À medida que cresce o nível de complexidade das ações, por exigir atuação interdisciplinar e intersetorial articuladas, mais difícil é sua realização, pela insuficiência em número e capacitação do pessoal envolvido, realçando assim a necessidade da adoção de um referencial metodológico pela enfermeira, a fim de cuidar adequadamente a vítima.

Como hoje a atuação da enfermeira não está mais restrita apenas ao ambiente hospitalar, é pertinente o estar junto com as vítimas e famílias em todo o processo e, não mais, cuidar somente dos aspectos físicos. Este modo de agir demonstra o comprometimento do profissional com a vítima, num cuidado amoroso, em que interage, negocia e maneja a situação, contribuindo com essas crianças e adolescentes para que assumam seu papel de sujeitos que são.

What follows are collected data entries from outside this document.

use serde::{Deserialize, Serialize};

#[derive(Debug, Clone, Copy, Default, PartialEq, Eq, Serialize, Deserialize)]
#[serde(rename_all = "snake_case")]
pub enum RequestState {
    #[default]
    Idle,
    InFlight,
}

impl RequestState {
    pub fn is_in_flight(&self) -> bool {
        matches!(self, RequestState::InFlight)
    }
}

/// Everything a front-end needs to render the form.
#[derive(Debug, Clone, Default, PartialEq, Eq, Serialize, Deserialize)]
pub struct SessionSnapshot {
    pub prompt: String,
    pub request: RequestState,
    pub export: RequestState,
    pub result: Option<String>,
    pub error: Option<String>,
}

impl SessionSnapshot {
    /// Label for the submit trigger, which is disabled while generating.
    pub fn submit_label(&self) -> &'static str {
        if self.request.is_in_flight() {
            "Generating..."
        } else {
            "Generate Image"
        }
    }

    pub fn can_submit(&self) -> bool {
        !self.request.is_in_flight() && !self.prompt.trim().is_empty()
    }

    pub fn can_export(&self) -> bool {
        self.result.is_some() && !self.export.is_in_flight()
    }
}
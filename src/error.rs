use std::time::Duration;
use thiserror::Error;

pub const NETWORK_ERROR_MESSAGE: &str =
    "No response received from server. Please check your internet connection.";

#[derive(Debug, Error)]
pub enum ImageGenError {
    #[error("Configuration error: {0}")]
    Config(String),

    #[error("Validation error: {0}")]
    Validation(String),

    /// The provider answered with a non-success status.
    #[error("Server error: {status}. {}", .message.as_deref().unwrap_or("Unknown error"))]
    RemoteRejected {
        status: u16,
        message: Option<String>,
    },

    /// Success status, but the image URL was not where the provider puts it.
    #[error("{0}")]
    MalformedResponse(String),

    #[error("No response received from server. Please check your internet connection.")]
    Network(String),

    #[error("The request timed out after {}.", describe_duration(.0))]
    Timeout(Duration),

    #[error("The request was cancelled.")]
    Cancelled,

    #[error("A request is already in flight")]
    Busy,

    #[error("Failed to download image: {0}")]
    Export(String),

    #[error("IO error: {0}")]
    Io(#[from] std::io::Error),

    #[error("An error occurred: {0}")]
    Unknown(String),
}

impl ImageGenError {
    /// The text shown to the user in place of the image.
    pub fn user_message(&self) -> String {
        self.to_string()
    }

    pub fn is_busy(&self) -> bool {
        matches!(self, ImageGenError::Busy)
    }
}

pub type Result<T> = std::result::Result<T, ImageGenError>;

/// Whole seconds read as seconds; anything finer is shown in milliseconds.
pub(crate) fn describe_duration(duration: &Duration) -> String {
    if duration.as_secs() == 0 || duration.subsec_millis() != 0 {
        format!("{}ms", duration.as_millis())
    } else if duration.as_secs() == 1 {
        "1 second".to_string()
    } else {
        format!("{} seconds", duration.as_secs())
    }
}
//! # rgenimg
//!
//! Text-to-image client for hosted image-generation APIs.
//!
//! One [`GenerationSession`] models a prompt form: submit a prompt, get back
//! an image URL or a single human-readable error, optionally save the image
//! to disk. The provider (OpenAI images or a RapidAPI text-to-image service)
//! is plain injected configuration.
//!
//! ```no_run
//! use rgenimg::{GeneratorConfig, ImageGenerator, ProviderConfig};
//!
//! # async fn example() -> rgenimg::Result<()> {
//! let config = GeneratorConfig::new(ProviderConfig::openai("sk-..."));
//! let generator = ImageGenerator::new(config)?;
//!
//! let session = generator.session();
//! match session.submit_prompt("a lighthouse in a storm, oil painting").await {
//!     Ok(url) => println!("{}", url),
//!     Err(_) => println!("Error: {}", session.error().unwrap_or_default()),
//! }
//! session.export().await?;
//! # Ok(())
//! # }
//! ```

pub mod config;
pub mod error;
pub mod generator;
pub mod logger;
pub mod models;
pub mod session;

pub use config::{GeneratorConfig, ProviderAuth, ProviderConfig, ProviderKind, RequestShape};
pub use error::{ImageGenError, Result};
pub use generator::{ImageClient, ImageExporter, ImageGenerator};
pub use models::*;
pub use session::GenerationSession;
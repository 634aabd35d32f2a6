//! Shared fixtures for the integration tests.

#![allow(dead_code)]

pub mod mock_provider;

use mock_provider::MockProvider;
use rgenimg::{GenerationSession, GeneratorConfig, ImageGenerator, ProviderConfig};
use std::path::Path;
use std::time::Duration;

pub const GENERATE_PATH: &str = "/v1/images/generations";

pub fn openai_ok(url: &str) -> String {
    serde_json::json!({"created": 1700000000, "data": [{"url": url}]}).to_string()
}

pub fn generator(provider: ProviderConfig, output_dir: &Path) -> ImageGenerator {
    let config = GeneratorConfig::new(provider)
        .with_timeout(Duration::from_secs(5))
        .with_export_timeout(Duration::from_secs(5))
        .with_output_dir(output_dir);
    ImageGenerator::new(config).expect("generator config is valid")
}

pub fn openai_session(mock: &MockProvider, output_dir: &Path) -> GenerationSession {
    let provider = ProviderConfig::openai("sk-test").with_endpoint(mock.url(GENERATE_PATH));
    generator(provider, output_dir).session()
}

/// An address nothing is listening on.
pub fn closed_endpoint() -> String {
    let listener = std::net::TcpListener::bind("127.0.0.1:0").unwrap();
    let addr = listener.local_addr().unwrap();
    drop(listener);
    format!("http://{}{}", addr, GENERATE_PATH)
}
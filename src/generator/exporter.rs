use crate::{
    config::DEFAULT_MAX_IMAGE_BYTES,
    error::{describe_duration, ImageGenError, Result},
    models::ExportedImage,
};
use reqwest::Client;
use std::path::{Path, PathBuf};
use std::time::Duration;

/// Downloads a generated image and writes it under a fixed filename.
#[derive(Debug, Clone)]
pub struct ImageExporter {
    http: Client,
    output_dir: PathBuf,
    filename: String,
    timeout: Duration,
    max_bytes: u64,
}

impl ImageExporter {
    pub fn new(
        http: Client,
        output_dir: impl Into<PathBuf>,
        filename: impl Into<String>,
        timeout: Duration,
    ) -> Self {
        Self {
            http,
            output_dir: output_dir.into(),
            filename: filename.into(),
            timeout,
            max_bytes: DEFAULT_MAX_IMAGE_BYTES,
        }
    }

    /// Refuse downloads larger than `max_bytes`.
    pub fn with_max_bytes(mut self, max_bytes: u64) -> Self {
        self.max_bytes = max_bytes;
        self
    }

    pub fn output_path(&self) -> PathBuf {
        self.output_dir.join(&self.filename)
    }

    pub async fn fetch(&self, url: &str) -> Result<Vec<u8>> {
        log::info!("Downloading image from {}", url);

        let mut response = self
            .http
            .get(url)
            .timeout(self.timeout)
            .send()
            .await
            .map_err(|e| self.transport_error(e))?;

        let status = response.status();
        if !status.is_success() {
            return Err(ImageGenError::Export(format!(
                "image host returned HTTP {}",
                status.as_u16()
            )));
        }

        if let Some(length) = response.content_length() {
            if length > self.max_bytes {
                return Err(self.too_large());
            }
        }

        // Content-Length is optional.
        let mut bytes = Vec::new();
        while let Some(chunk) = response.chunk().await.map_err(|e| self.transport_error(e))? {
            if (bytes.len() + chunk.len()) as u64 > self.max_bytes {
                return Err(self.too_large());
            }
            bytes.extend_from_slice(&chunk);
        }
        Ok(bytes)
    }

    fn too_large(&self) -> ImageGenError {
        ImageGenError::Export(format!("image is larger than {} bytes", self.max_bytes))
    }

    /// Fetch `url` and write it to [`ImageExporter::output_path`].
    pub async fn save(&self, url: &str) -> Result<ExportedImage> {
        let bytes = self.fetch(url).await?;
        let path = self.output_path();
        write_image(&path, &bytes).await?;

        log::info!("Saved {} bytes to {}", bytes.len(), path.display());
        Ok(ExportedImage {
            path,
            bytes: bytes.len(),
        })
    }

    fn transport_error(&self, err: reqwest::Error) -> ImageGenError {
        if err.is_timeout() {
            ImageGenError::Export(format!("timed out after {}", describe_duration(&self.timeout)))
        } else {
            ImageGenError::Export(err.to_string())
        }
    }
}

async fn write_image(path: &Path, bytes: &[u8]) -> Result<()> {
    if let Some(parent) = path.parent().filter(|p| !p.as_os_str().is_empty()) {
        tokio::fs::create_dir_all(parent).await.map_err(|e| {
            ImageGenError::Export(format!("could not create {}: {}", parent.display(), e))
        })?;
    }
    tokio::fs::write(path, bytes)
        .await
        .map_err(|e| ImageGenError::Export(format!("could not write {}: {}", path.display(), e)))
}
use serde::{Deserialize, Serialize};
use serde_json::Value;
use std::fmt;

#[derive(Debug, Clone, PartialEq, Eq, Serialize, Deserialize)]
#[serde(untagged)]
pub enum PathSegment {
    Key(String),
    Index(usize),
}

/// Location of a value inside a JSON document, e.g. `data[0].url`.
#[derive(Debug, Clone, Default, PartialEq, Eq, Serialize, Deserialize)]
pub struct ResponsePath {
    segments: Vec<PathSegment>,
}

impl ResponsePath {
    pub fn new() -> Self {
        Self::default()
    }

    pub fn key(mut self, key: impl Into<String>) -> Self {
        self.segments.push(PathSegment::Key(key.into()));
        self
    }

    pub fn index(mut self, index: usize) -> Self {
        self.segments.push(PathSegment::Index(index));
        self
    }

    /// Parse the dotted form used in configuration: `data[0].url`.
    pub fn parse(raw: &str) -> Option<Self> {
        let mut path = Self::new();
        for part in raw.split('.') {
            let (name, mut rest) = match part.find('[') {
                Some(pos) => (&part[..pos], &part[pos..]),
                None => (part, ""),
            };
            if !name.is_empty() {
                path = path.key(name);
            } else if rest.is_empty() {
                return None;
            }
            while !rest.is_empty() {
                let close = rest.find(']')?;
                let index: usize = rest.get(1..close)?.parse().ok()?;
                path = path.index(index);
                rest = &rest[close + 1..];
                if !rest.is_empty() && !rest.starts_with('[') {
                    return None;
                }
            }
        }
        if path.is_empty() {
            None
        } else {
            Some(path)
        }
    }

    pub fn is_empty(&self) -> bool {
        self.segments.is_empty()
    }

    pub fn resolve<'a>(&self, value: &'a Value) -> Option<&'a Value> {
        self.segments
            .iter()
            .try_fold(value, |current, segment| match segment {
                PathSegment::Key(key) => current.get(key.as_str()),
                PathSegment::Index(index) => current.get(*index),
            })
    }

    /// Resolve to a non-empty string.
    pub fn resolve_str<'a>(&self, value: &'a Value) -> Option<&'a str> {
        self.resolve(value)
            .and_then(Value::as_str)
            .filter(|s| !s.trim().is_empty())
    }
}

impl fmt::Display for ResponsePath {
    fn fmt(&self, f: &mut fmt::Formatter<'_>) -> fmt::Result {
        for (i, segment) in self.segments.iter().enumerate() {
            match segment {
                PathSegment::Key(key) if i == 0 => write!(f, "{}", key)?,
                PathSegment::Key(key) => write!(f, ".{}", key)?,
                PathSegment::Index(index) => write!(f, "[{}]", index)?,
            }
        }
        Ok(())
    }
}

/// Pull a human-readable message out of a provider error body.
///
/// Providers disagree on where they put it: OpenAI uses `error.message`,
/// RapidAPI backends use `message`, `error` or `detail`.
pub fn extract_error_message(body: &Value) -> Option<String> {
    let candidates = [
        body.pointer("/error/message"),
        body.get("error"),
        body.get("message"),
        body.get("detail"),
    ];

    candidates
        .into_iter()
        .flatten()
        .filter_map(Value::as_str)
        .map(str::trim)
        .find(|s| !s.is_empty())
        .map(String::from)
}
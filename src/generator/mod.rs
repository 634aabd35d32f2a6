pub mod exporter;
pub mod image_client;

use crate::{
    config::GeneratorConfig,
    error::{ImageGenError, Result},
    session::GenerationSession,
};
use reqwest::Client;

pub use exporter::ImageExporter;
pub use image_client::ImageClient;

/// Entry point: owns the shared HTTP client and hands out the
/// generation client, the exporter, and UI sessions bound to both.
#[derive(Debug, Clone)]
pub struct ImageGenerator {
    image_client: ImageClient,
    exporter: ImageExporter,
}

impl ImageGenerator {
    pub fn new(config: GeneratorConfig) -> Result<Self> {
        config.validate()?;

        let http = Client::builder()
            .user_agent(concat!("rgenimg/", env!("CARGO_PKG_VERSION")))
            .build()
            .map_err(|e| ImageGenError::Config(format!("Failed to build HTTP client: {}", e)))?;

        Ok(Self::with_http_client(config, http))
    }

    /// Use a custom `reqwest::Client` (proxies, TLS, connection pooling).
    pub fn with_http_client(config: GeneratorConfig, http: Client) -> Self {
        log::debug!(
            "Image generator configured for {} (timeout {:?}, export to {})",
            config.provider.kind,
            config.timeout,
            config.output_path().display()
        );

        Self {
            image_client: ImageClient::new(http.clone(), config.provider, config.timeout),
            exporter: ImageExporter::new(
                http,
                config.output_dir,
                config.filename,
                config.export_timeout,
            )
            .with_max_bytes(config.max_image_bytes),
        }
    }

    pub fn image(&self) -> &ImageClient {
        &self.image_client
    }

    pub fn exporter(&self) -> &ImageExporter {
        &self.exporter
    }

    /// A fresh, empty form session.
    pub fn session(&self) -> GenerationSession {
        GenerationSession::new(self.image_client.clone(), self.exporter.clone())
    }
}
pub mod common;
pub mod image;
pub mod session;

pub use common::*;
pub use image::*;
pub use session::*;
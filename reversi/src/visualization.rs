use crate::{Board, Cell, BOARD_HEIGHT, BOARD_WIDTH};

/// Renders a board for match logs: a score line,
/// lettered columns, numbered rows, `-`/`O`/`X` cells.
pub fn render_board(board: &Board) -> String {
    let mut result = format!(
        "BLACK [X]: {}\tWHITE [O]: {}\n ",
        board.black_score(),
        board.white_score()
    );
    for col in 0..BOARD_WIDTH {
        result.push(' ');
        result.push((b'A' + col as u8) as char);
    }
    result.push('\n');
    for row in 0..BOARD_HEIGHT {
        result += &format!("{}", row + 1);
        for col in 0..BOARD_WIDTH {
            result += match board.cell_at(col, row) {
                Cell::Empty => " -",
                Cell::White => " O",
                Cell::Black => " X",
            };
        }
        result.push('\n');
    }
    result
}

#[cfg(test)]
mod tests {
    use super::*;

    #[test]
    fn renders_the_initial_position() {
        let rendered = render_board(&Board::new());
        let lines: Vec<&str> = rendered.lines().collect();
        assert_eq!(lines[0], "BLACK [X]: 2\tWHITE [O]: 2");
        assert_eq!(lines[1], "  A B C D E F G H I");
        // Row 4 (0-indexed row 3) holds white at column D and black at E.
        assert_eq!(lines[5], "4 - - - O X - - - -");
        assert_eq!(lines[6], "5 - - - X O - - - -");
    }
}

Talvez já tenhamos uma poderosa ferramenta ao nosso dispor. O cientista Maturana (2001b, p.46) acredita que a produção científica relaciona-se inteiramente com o viver da vida cotidiana das pessoas, afirmando que a integração social depende de uma teoria que não negue o amor, porque depois que

acaba a loucura da destruição [...] que nós seres humanos infringimos uns aos outros, como a guerra [...] o que aflora, é sempre o amor. Portanto, a responsabilidade é sempre do cientista e não da ciência, por isso para que o afazer científico seja um afazer sério, a responsabilidade do cientista é fundamental.

O autor ainda salienta que, mais que perguntas, a humanidade precisa de uma prática de cada um de nós – prática de “ensinarmos nossos filhos a crescer no respeito por si mesmos e no respeito pelos outros... Refletindo no seu afazer, um viver amoroso e ético”.